2. **Sync Engine** (`app/sync.py`): Core logic that orchestrates the sync process:
- Pulls workspace content from Windmill using the `wmill` CLI
- Manages Git repository state (init on first run, subsequent updates)
- Commits changes and pushes to remote Git repository with PAT authentication
- Handles error cases and provides detailed logging
3. **Docker Container**: Bundles Python 3.11, wmill CLI, Git, and the Flask application. Uses volume mounts for persistent workspace storage.
### Key Design Decisions
- **Integrated with Windmill docker-compose**: This service is designed to be added as an additional service in your existing Windmill docker-compose file. It shares the same Docker network and can reference Windmill services directly (e.g., `windmill_server`).
- **Network isolation**: Service uses `expose` instead of `ports` - accessible only within Docker network, not from host machine. No authentication needed since it's isolated.
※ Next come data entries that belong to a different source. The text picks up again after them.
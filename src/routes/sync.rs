use axum::{
    extract::{Extension, Path, Query, State},
    Json,
};
use serde::{Deserialize, Serialize};
use uuid::Uuid;

use crate::error::SyncError;
use crate::middleware::AuthUser;
use crate::models::{ApiResponse, SyncJob};
use crate::provider::{self, Provider};
use crate::state::AppState;
use crate::store::{connections, folders, messages};
use crate::sync_engine::IncrementalSyncOutcome;
use crate::token_manager::TokenManager;

#[derive(Debug, Deserialize)]
pub struct FullSyncBody {
    #[serde(rename = "connectionId")]
    pub connection_id: Uuid,
    pub priority: Option<i32>,
}

#[derive(Debug, Serialize)]
pub struct EnqueuedSync {
    #[serde(rename = "syncId")]
    pub sync_id: Uuid,
    #[serde(rename = "alreadyRunning")]
    pub already_running: bool,
}

/// POST /sync/full
pub async fn enqueue_full(
    State(state): State<AppState>,
    Extension(auth): Extension<AuthUser>,
    Json(body): Json<FullSyncBody>,
) -> Result<Json<ApiResponse<EnqueuedSync>>, SyncError> {
    let connection = connections::find_by_id(&state.pool, &auth.user_id, body.connection_id)
        .await?
        .ok_or(SyncError::ConnectionNotFound)?;

    match state
        .queue
        .enqueue(&auth.user_id, connection.id, &connection.provider, "full", body.priority.unwrap_or(1))
        .await
    {
        Ok(job) => Ok(Json(ApiResponse::new(EnqueuedSync { sync_id: job.id, already_running: false }))),
        Err(SyncError::ConflictingJobInProgress { existing_job_id }) => {
            Ok(Json(ApiResponse::new(EnqueuedSync { sync_id: existing_job_id, already_running: true })))
        }
        Err(e) => Err(e),
    }
}

#[derive(Debug, Deserialize)]
pub struct IncrementalSyncBody {
    #[serde(rename = "connectionId")]
    pub connection_id: Uuid,
}

#[derive(Debug, Serialize)]
pub struct IncrementalSyncResponse {
    pub success: bool,
    #[serde(rename = "requiresFullSync")]
    pub requires_full_sync: bool,
    #[serde(skip_serializing_if = "Option::is_none")]
    pub added: Option<usize>,
    #[serde(skip_serializing_if = "Option::is_none")]
    pub deleted: Option<usize>,
    #[serde(skip_serializing_if = "Option::is_none")]
    pub updated: Option<usize>,
}

/// POST /sync/incremental — runs synchronously rather than queuing a job.
pub async fn run_incremental(
    State(state): State<AppState>,
    Extension(auth): Extension<AuthUser>,
    Json(body): Json<IncrementalSyncBody>,
) -> Result<Json<ApiResponse<IncrementalSyncResponse>>, SyncError> {
    let connection = connections::find_by_id(&state.pool, &auth.user_id, body.connection_id)
        .await?
        .ok_or(SyncError::ConnectionNotFound)?;

    let Some(start_cursor) = connection.latest_history_id.clone() else {
        return Ok(Json(ApiResponse::new(IncrementalSyncResponse {
            success: false,
            requires_full_sync: true,
            added: None,
            deleted: None,
            updated: None,
        })));
    };

    let provider = Provider::parse(&connection.provider)?;
    let client = provider::client_for(
        provider,
        state.http.clone(),
        state.config.gmail_api_base.clone(),
        state.config.gmail_token_endpoint.clone(),
    );
    let token_manager = TokenManager::new(&state.pool, &state.cipher, &state.config);

    let outcome = crate::sync_engine::incremental_sync::run(
        &state.pool,
        client.as_ref(),
        &token_manager,
        &connection,
        &start_cursor,
        None,
    )
    .await?;

    match outcome {
        IncrementalSyncOutcome::RequiresFullSync => Ok(Json(ApiResponse::new(IncrementalSyncResponse {
            success: false,
            requires_full_sync: true,
            added: None,
            deleted: None,
            updated: None,
        }))),
        IncrementalSyncOutcome::Applied { new_history_id, added, deleted, updated } => {
            connections::finish_sync_success(&state.pool, connection.id, &new_history_id).await?;
            Ok(Json(ApiResponse::new(IncrementalSyncResponse {
                success: true,
                requires_full_sync: false,
                added: Some(added),
                deleted: Some(deleted),
                updated: Some(updated),
            })))
        }
    }
}

#[derive(Debug, Deserialize)]
pub struct OnDemandSyncBody {
    #[serde(rename = "connectionId")]
    pub connection_id: Uuid,
    #[serde(rename = "folderType")]
    pub folder_type: String,
    #[serde(rename = "fullSync", default)]
    pub full_sync: bool,
}

#[derive(Debug, Serialize)]
pub struct OnDemandSyncResponse {
    #[serde(rename = "messagesSynced")]
    pub messages_synced: usize,
}

/// POST /sync/on-demand — single-folder refresh; pre-clear when fullSync=true.
/// The folder is looked up by its UUID row, never by matching the type string
/// directly against a UUID column.
pub async fn on_demand(
    State(state): State<AppState>,
    Extension(auth): Extension<AuthUser>,
    Json(body): Json<OnDemandSyncBody>,
) -> Result<Json<ApiResponse<OnDemandSyncResponse>>, SyncError> {
    let connection = connections::find_by_id(&state.pool, &auth.user_id, body.connection_id)
        .await?
        .ok_or(SyncError::ConnectionNotFound)?;

    let folder = folders::find_by_type(&state.pool, connection.id, &body.folder_type)
        .await?
        .ok_or(SyncError::FolderNotFound)?;

    if body.full_sync {
        messages::delete_for_folder(&state.pool, folder.id).await?;
    }

    let provider = Provider::parse(&connection.provider)?;
    let client = provider::client_for(
        provider,
        state.http.clone(),
        state.config.gmail_api_base.clone(),
        state.config.gmail_token_endpoint.clone(),
    );
    let token_manager = TokenManager::new(&state.pool, &state.cipher, &state.config);
    let access_token = token_manager.ensure_fresh(&connection, client.as_ref()).await?;

    let page_size = connection.sync_batch_size.clamp(1, 500) as u32;
    let page = client.list_messages(&access_token, &folder.provider_folder_id, page_size, None).await?;

    let mut synced = 0usize;
    for summary in &page.messages {
        let parsed = client.get_message(&access_token, &summary.provider_email_id).await?;
        messages::upsert(&state.pool, &auth.user_id, connection.id, folder.id, &parsed).await?;
        synced += 1;
    }

    Ok(Json(ApiResponse::new(OnDemandSyncResponse { messages_synced: synced })))
}

/// GET /sync/status/:id
pub async fn status(
    State(state): State<AppState>,
    Extension(auth): Extension<AuthUser>,
    Path(id): Path<Uuid>,
) -> Result<Json<ApiResponse<SyncJob>>, SyncError> {
    let job = state.queue.find_by_id(&auth.user_id, id).await?.ok_or(SyncError::ConnectionNotFound)?;
    Ok(Json(ApiResponse::new(job)))
}

/// POST /sync/cancel/:id
pub async fn cancel(
    State(state): State<AppState>,
    Extension(auth): Extension<AuthUser>,
    Path(id): Path<Uuid>,
) -> Result<Json<ApiResponse<bool>>, SyncError> {
    let cancelled = state.queue.cancel(&auth.user_id, id).await?;
    Ok(Json(ApiResponse::new(cancelled)))
}

#[derive(Debug, Deserialize)]
pub struct HistoryParams {
    pub limit: Option<i64>,
}

/// GET /sync/history?limit=N
pub async fn history(
    State(state): State<AppState>,
    Extension(auth): Extension<AuthUser>,
    Query(params): Query<HistoryParams>,
) -> Result<Json<ApiResponse<Vec<SyncJob>>>, SyncError> {
    let jobs = state.queue.history(&auth.user_id, params.limit.unwrap_or(50)).await?;
    Ok(Json(ApiResponse::new(jobs)))
}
- **Webhook-only triggering**: Sync happens only when explicitly triggered via HTTP POST to `/sync`. This gives Windmill full control over backup timing via scheduled flows.
- **HTTPS + Personal Access Token**: Git authentication uses PAT injected into HTTPS URL (format: `https://TOKEN@github.com/user/repo.git`). No SSH key management required.
- **Stateless operation**: Each sync is independent. The container can be restarted without losing state (workspace data persists in Docker volume).
- **Single workspace focus**: Designed to sync one Windmill workspace per container instance. For multiple workspaces, run multiple containers with different configurations.
## Common Development Commands
### Build and Run
```bash
# Build the Docker image
docker-compose build
# Start the service
docker-compose up -d
# View logs
docker-compose logs -f
# Stop the service
docker-compose down
```
### Testing
```bash
# Test the sync manually (from inside container)
docker-compose exec windmill-git-sync python app/sync.py
# Test webhook endpoint (from another container in the network)
docker-compose exec windmill_server curl -X POST http://windmill-git-sync:8080/sync
# Health check (from another container in the network)
docker-compose exec windmill_server curl http://windmill-git-sync:8080/health
```
### Development Workflow
```bash
# Edit code locally, rebuild and restart
docker-compose down
docker-compose up -d --build
# View live logs during testing
docker-compose logs -f windmill-git-sync
# Access container shell for debugging
docker-compose exec windmill-git-sync /bin/bash
# Inspect workspace directory
docker-compose exec windmill-git-sync ls -la /workspace
```
## Environment Configuration
All configuration is done via `.env` file (copy from `.env.example`). Required variables:
- `WINDMILL_TOKEN`: API token from Windmill for workspace access
- `WORKSPACE_VOLUME`: External Docker volume name for persistent workspace storage (default: `windmill-workspace-data`)
- `GIT_REMOTE_URL`: HTTPS URL of Git repository (e.g., `https://github.com/user/repo.git`)
- `GIT_TOKEN`: Personal Access Token with repo write permissions
### Docker Compose Integration
The `docker-compose.yml` file contains a service definition meant to be **added to your existing Windmill docker-compose file**, not run standalone. The service:
- Does not declare its own network (uses the implicit network from the parent compose file)
- Assumes a Windmill service named `windmill_server` exists in the same compose file
- Uses `depends_on: windmill_server` to ensure proper startup order
- Requires an external Docker volume specified in `WORKSPACE_VOLUME` env var (created via `docker volume create windmill-workspace-data`)
## Code Structure
```
app/
├── server.py # Flask application with /health and /sync endpoints
└── sync.py # Core sync logic (wmill pull → git commit → push)
```
### Important Functions
- `sync.sync_windmill_to_git()`: Main entry point for sync operation. Returns dict with `success` bool and `message` string.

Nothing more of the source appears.